| THE TASK |
Pick out the lines below that contain the string "format" and copy them all.

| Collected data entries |
....................

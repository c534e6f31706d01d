use axum::{
    Json,
    http::StatusCode,
    response::{IntoResponse, Response},
};
use serde_json::json;

use crate::core::errors::WstError;

#[derive(Debug, Clone, PartialEq, Eq)]
enum Body {
    /// `{"error": "<message>"}`
    Json(String),
    /// `echo "<message>"` so a piped shell prints the reason.
    Shell(String),
}

#[derive(Debug)]
pub struct HttpError {
    status: StatusCode,
    body: Body,
}

impl HttpError {
    pub fn new(status: StatusCode, message: impl Into<String>) -> Self {
        Self {
            status,
            body: Body::Json(message.into()),
        }
    }

    pub fn bad_request(message: impl Into<String>) -> Self {
        Self::new(StatusCode::BAD_REQUEST, message)
    }

    pub fn unauthorized(message: impl Into<String>) -> Self {
        Self::new(StatusCode::UNAUTHORIZED, message)
    }

    pub fn shell(status: StatusCode, message: impl Into<String>) -> Self {
        Self {
            status,
            body: Body::Shell(message.into()),
        }
    }

    pub const fn status(&self) -> StatusCode {
        self.status
    }
}

impl From<WstError> for HttpError {
    fn from(err: WstError) -> Self {
        let status = if err.is_client_error() {
            StatusCode::BAD_REQUEST
        } else {
            StatusCode::INTERNAL_SERVER_ERROR
        };
        Self::new(status, err.to_string())
    }
}

impl From<tokio::task::JoinError> for HttpError {
    fn from(err: tokio::task::JoinError) -> Self {
        Self::new(
            StatusCode::INTERNAL_SERVER_ERROR,
            format!("worker task failed: {err}"),
        )
    }
}

impl IntoResponse for HttpError {
    fn into_response(self) -> Response {
        if self.status.is_server_error()
            && let Body::Json(message) = &self.body
        {
            eprintln!("[WST-HTTP] {}: {message}", self.status.as_u16());
        }
        match self.body {
            Body::Json(message) => (self.status, Json(json!({ "error": message }))).into_response(),
            Body::Shell(message) => (self.status, format!("echo \"{message}\"")).into_response(),
        }
    }
}

#[cfg(test)]
mod tests {
    use super::*;

    #[test]
    fn client_errors_map_to_bad_request() {
        let err = HttpError::from(WstError::invalid_input("no path"));
        assert_eq!(err.status(), StatusCode::BAD_REQUEST);

        let err = HttpError::from(WstError::Runtime {
            details: "boom".to_string(),
        });
        assert_eq!(err.status(), StatusCode::INTERNAL_SERVER_ERROR);
    }

    #[test]
    fn shell_errors_keep_status() {
        let response = HttpError::shell(StatusCode::UNAUTHORIZED, "nope").into_response();
        assert_eq!(response.status(), StatusCode::UNAUTHORIZED);
    }
}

....................

| ANSWER BELOW |
            format!("worker task failed: {err}"),
            Body::Shell(message) => (self.status, format!("echo \"{message}\"")).into_response(),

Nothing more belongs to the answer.